In the listing below, find the line with "record is a" and the line with "pub fn build_partial_document(&self, result: &mut". Repeat those two lines and all lines between them exactly.

Dataset content:
##########

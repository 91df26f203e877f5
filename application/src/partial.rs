//! Partial-result persistence.
//!
//! When a consultation aborts before `Complete`, the in-progress result is
//! serialized to a snake_case JSON line, tagged with the abort reason and a
//! fresh resume token, signed with HMAC-SHA256, and appended to
//! `<logdir>/consult-<id>-partial.jsonl`. After each successful round an
//! idempotent checkpoint snapshot is written.
//!
//! Persistence failures here are logged and swallowed: the consultation has
//! already failed for another reason, and losing the partial record is a
//! best-effort concession.

use crate::ports::run_store::RunStore;
use crate::ports::signer::Signer;
use conclave_domain::ConsultationResult;
use rand::RngCore;
use serde_json::{json, Value};
use std::sync::Arc;
use tracing::warn;

/// Generate a 128-bit hex resume token.
pub fn generate_resume_token() -> String {
    let mut bytes = [0u8; 16];
    rand::rngs::OsRng.fill_bytes(&mut bytes);
    bytes.iter().map(|b| format!("{:02x}", b)).collect()
}

/// Writes signed partial records and per-round checkpoints.
pub struct PartialResultManager {
    store: Arc<dyn RunStore>,
    signer: Arc<dyn Signer>,
}

impl PartialResultManager {
    pub fn new(store: Arc<dyn RunStore>, signer: Arc<dyn Signer>) -> Self {
        Self { store, signer }
    }

    /// Build the signed partial document for an aborted result.
    ///
    /// The signature covers the document minus its own `signature` field;
    /// serde_json's sorted-key object serialization makes the byte stream
    /// deterministic, so re-verification is stable.
    pub fn build_partial_document(&self, result: &mut ConsultationResult) -> Value {
        if result.resume_token.is_none() {
            result.resume_token = Some(generate_resume_token());
        }

        let mut doc = serde_json::to_value(&*result).unwrap_or_else(|_| json!({}));
        if let Value::Object(map) = &mut doc {
            map.insert("status".into(), json!("partial"));
            map.insert(
                "completed_round_names".into(),
                json!(result.completed_round_names()),
            );
            map.insert(
                "incomplete_round_names".into(),
                json!(result.incomplete_round_names()),
            );
            map.insert("partial_agents".into(), json!(result.successful_agents()));
            map.remove("signature");
        }

        let bytes = serde_json::to_vec(&doc).unwrap_or_default();
        let signature = self.signer.sign(&bytes);
        if let Value::Object(map) = &mut doc {
            map.insert("signature".into(), json!(signature.clone()));
        }
        result.signature = Some(signature);
        doc
    }

    /// Append the signed partial line. Errors are logged and swallowed.
    pub fn write_partial(&self, result: &mut ConsultationResult) {
        let doc = self.build_partial_document(result);
        let Ok(line) = serde_json::to_string(&doc) else {
            warn!("Could not serialize partial result");
            return;
        };
        if let Err(e) = self.store.append_partial(&result.consultation_id, &line) {
            warn!(
                consultation_id = %result.consultation_id,
                "Could not write partial result: {}", e
            );
        }
    }

    /// Write the post-round checkpoint. Idempotent at the store level;
    /// errors are logged and swallowed (checkpoints are non-critical).
    pub fn save_checkpoint(&self, result: &ConsultationResult, round: u8) {
        let doc = json!({
            "checkpoint_id": format!("{}-round{}", result.consultation_id, round),
            "consultation_id": result.consultation_id,
            "round": round,
            "state": result.state,
            "result": serde_json::to_value(result).unwrap_or_else(|_| json!({})),
            "timestamp": chrono::Utc::now().to_rfc3339_opts(chrono::SecondsFormat::Millis, true),
            "resume_token": generate_resume_token(),
        });
        if let Err(e) = self
            .store
            .save_checkpoint(&result.consultation_id, round, &doc)
        {
            warn!(
                consultation_id = %result.consultation_id,
                round, "Could not write checkpoint: {}", e
            );
        }
    }
}

/// Verify a partial JSONL line against its embedded signature.
pub fn verify_partial_line(line: &str, signer: &dyn Signer) -> bool {
    let Ok(mut doc) = serde_json::from_str::<Value>(line) else {
        return false;
    };
    let Some(signature) = doc
        .as_object_mut()
        .and_then(|map| map.remove("signature"))
        .and_then(|v| v.as_str().map(str::to_string))
    else {
        return false;
    };
    let bytes = serde_json::to_vec(&doc).unwrap_or_default();
    signer.verify(&bytes, &signature)
}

##########

Answer box:
//! already failed for another reason, and losing the partial record is a
//! best-effort concession.

use crate::ports::run_store::RunStore;
use crate::ports::signer::Signer;
use conclave_domain::ConsultationResult;
use rand::RngCore;
use serde_json::{json, Value};
use std::sync::Arc;
use tracing::warn;

/// Generate a 128-bit hex resume token.
pub fn generate_resume_token() -> String {
    let mut bytes = [0u8; 16];
    rand::rngs::OsRng.fill_bytes(&mut bytes);
    bytes.iter().map(|b| format!("{:02x}", b)).collect()
}

/// Writes signed partial records and per-round checkpoints.
pub struct PartialResultManager {
    store: Arc<dyn RunStore>,
    signer: Arc<dyn Signer>,
}

impl PartialResultManager {
    pub fn new(store: Arc<dyn RunStore>, signer: Arc<dyn Signer>) -> Self {
        Self { store, signer }
    }

    /// Build the signed partial document for an aborted result.
    ///
    /// The signature covers the document minus its own `signature` field;
    /// serde_json's sorted-key object serialization makes the byte stream
    /// deterministic, so re-verification is stable.
    pub fn build_partial_document(&self, result: &mut ConsultationResult) -> Value {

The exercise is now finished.